Did you get your letter yet? The one telling you your credit card interest rate is rising to 24 percent and your grace period is shrinking to 10 days?

You might have thrown your letter away unopened. It probably looked like a junk-mail offer for insurance or a brokerage service. My husband and I opened ours and, after poring over small type and gobbledygook, finally got the message: We were getting a lump of coal in our stocking.

My first impulse was to call up the card company and scream at somebody. An irate phone call, however, seldom fixes anything. It only makes life hard for the poor person whose job it is to field such calls. Instead, I tried charm and tact.

"Hey, how are you? My name is Deanne. I'm calling from Virginia. We just got a letter about new terms for our credit card. Could you please tell me what that's all about?"

The explanation did not bring my blood pressure down. Hard times for the industry, blah blah, asking customers to share the burden, blah blah, raising rates for everybody, blah blah. It's not personal.

I said, "Really? You're doing this to all your customers?" My screaming impulse was returning. "Do we have any options?" Why, yes, the phone person said. You can accept the new terms or close your account.

We chose not to share the burden with a bank that just got a billion-dollar bailout from the government. We closed the account.

But that turned out to be only Letter No. 1. Another arrived shortly from our other credit card company, and now the decision was hard. If you ever travel, shop online or have an emergency, you've got to have a credit card. We were in a predicament -- we and millions of other people.
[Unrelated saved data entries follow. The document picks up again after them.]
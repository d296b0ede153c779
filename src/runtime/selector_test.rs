use super::*;
use crate::{Channel, ChannelId, ChannelRegistry};

fn registry(ids: &[u8]) -> ChannelRegistry {
    ChannelRegistry::new(
        ids.iter()
            .map(|id| Channel {
                id: ChannelId(*id),
                name: format!("CH{id}"),
                base_page: *id as u32,
                slots: 4,
            })
            .collect(),
    )
}

#[test]
fn test_select_next_cycles_in_registry_order() {
    let selector = ChannelSelector::new(&registry(&[0x10, 0x11, 0x12])).unwrap();
    assert_eq!(selector.current(), ChannelId(0x10));
    assert_eq!(selector.select_next(), ChannelId(0x11));
    assert_eq!(selector.select_next(), ChannelId(0x12));
    assert_eq!(selector.select_next(), ChannelId(0x10));
    assert_eq!(selector.current(), ChannelId(0x10));
}

#[test]
fn test_select_specific_channel() {
    let selector = ChannelSelector::new(&registry(&[1, 2, 3])).unwrap();
    selector.select(ChannelId(3)).unwrap();
    assert_eq!(selector.current(), ChannelId(3));
    assert!(selector.select(ChannelId(9)).is_err());
    assert_eq!(selector.current(), ChannelId(3));
}

#[test]
fn test_empty_registry_is_rejected() {
    assert!(ChannelSelector::new(&ChannelRegistry::default()).is_err());
}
Consumer advocates say card companies are scrambling to make as much money as they can before the Credit Card Accountability, Responsibility and Disclosure Act takes effect in February.
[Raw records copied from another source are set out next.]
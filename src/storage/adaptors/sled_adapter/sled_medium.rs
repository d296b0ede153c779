use std::path::Path;

use tracing::debug;
use tracing::warn;

use crate::constants::MEDIUM_TREE;
use crate::storage::medium::check_range;
use crate::Medium;
use crate::Result;
use crate::StorageError;

/// Byte-addressable medium persisted in a sled tree.
///
/// One key per written address (big-endian `u32`); unwritten addresses read
/// as 0xFF, like an erased part. Last write wins per address.
pub struct SledMedium {
    tree: sled::Tree,
    capacity: u32,
}

impl SledMedium {
    pub fn new(
        tree: sled::Tree,
        capacity: u32,
    ) -> Self {
        Self { tree, capacity }
    }

    /// Opens (or creates) the medium database under `db_dir`.
    pub fn open(
        db_dir: impl AsRef<Path> + std::fmt::Debug,
        capacity: u32,
    ) -> Result<Self> {
        debug!("open sled medium from path: {:?}", &db_dir);
        let path = db_dir.as_ref().join("medium");
        let db = sled::Config::default()
            .path(&path)
            .cache_capacity(1024 * 1024) //1MB
            .flush_every_ms(Some(10))
            .use_compression(true)
            .compression_factor(1)
            .open()
            .map_err(|e| {
                warn!("Try to open DB at this location: {:?} and failed: {:?}", path, e);
                StorageError::from(e)
            })?;
        let tree = db.open_tree(MEDIUM_TREE).map_err(StorageError::from)?;
        Ok(Self::new(tree, capacity))
    }

    pub fn flush(&self) -> Result<()> {
        self.tree.flush().map_err(StorageError::from)?;
        Ok(())
    }
}

impl Medium for SledMedium {
    fn capacity(&self) -> u32 {
        self.capacity
    }

    fn read(
        &self,
        address: u32,
        len: usize,
    ) -> Result<Vec<u8>> {
        check_range(address, len, self.capacity)?;
        let mut out = vec![0xFF; len];
        let end = address + len as u32;
        for item in self.tree.range(address.to_be_bytes()..end.to_be_bytes()) {
            let (key, value) = item.map_err(StorageError::from)?;
            let key: [u8; 4] = key
                .as_ref()
                .try_into()
                .map_err(|_| StorageError::Db(format!("malformed medium key {:?}", key)))?;
            let offset = (u32::from_be_bytes(key) - address) as usize;
            out[offset] = value.first().copied().unwrap_or(0xFF);
        }
        Ok(out)
    }

    fn write(
        &mut self,
        address: u32,
        byte: u8,
    ) -> Result<()> {
        check_range(address, 1, self.capacity)?;
        self.tree.insert(address.to_be_bytes(), vec![byte]).map_err(StorageError::from)?;
        Ok(())
    }
}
You can read details of the new law at www.whitehouse.gov by searching for the phrase "credit card fact sheet."

The law imposes strict limits on how card companies can treat their customers. It bans unfair rate increases, requires contracts to be in plain language, gives cardholders 21 days to make payments and offers extra protection for young adults such as college students. The news media and TV talk shows are covering the situation in depth.

Pundits and bloggers also are tracking the developments, as are ordinary folks who are really annoyed. All of this is happening just before the holidays, the time when we are most likely to shop with credit cards and let the balances ride until January or beyond.

The more we read online, the more determined we were to fight for a fair deal. We ended up going to our credit union, where we got a new card with a low fixed rate. We consolidated all our consumer debt on that one card and dumped the others. That felt good. But I'm still angry.

We played by the rules. We carried small balances and always paid on time. We thought of ourselves as model customers and good citizens.

And, if you believe the pundits, we were the very people the big card companies didn't want -- the ones not generating any income for them through interest and late fees.

I know it's not personal. I know holding a grudge against big financial companies, two in particular, won't hurt them and will put a damper on my holiday spirit.

So I'm working on a new strategy. Every day when I drive past the credit union, I smile and think, "Ho, ho, ho, guys. And ha, ha, Wells Fargo and American Express!"

Giles County native Deanne Estrada is communications coordinator for a global agricultural program managed at Virginia Tech.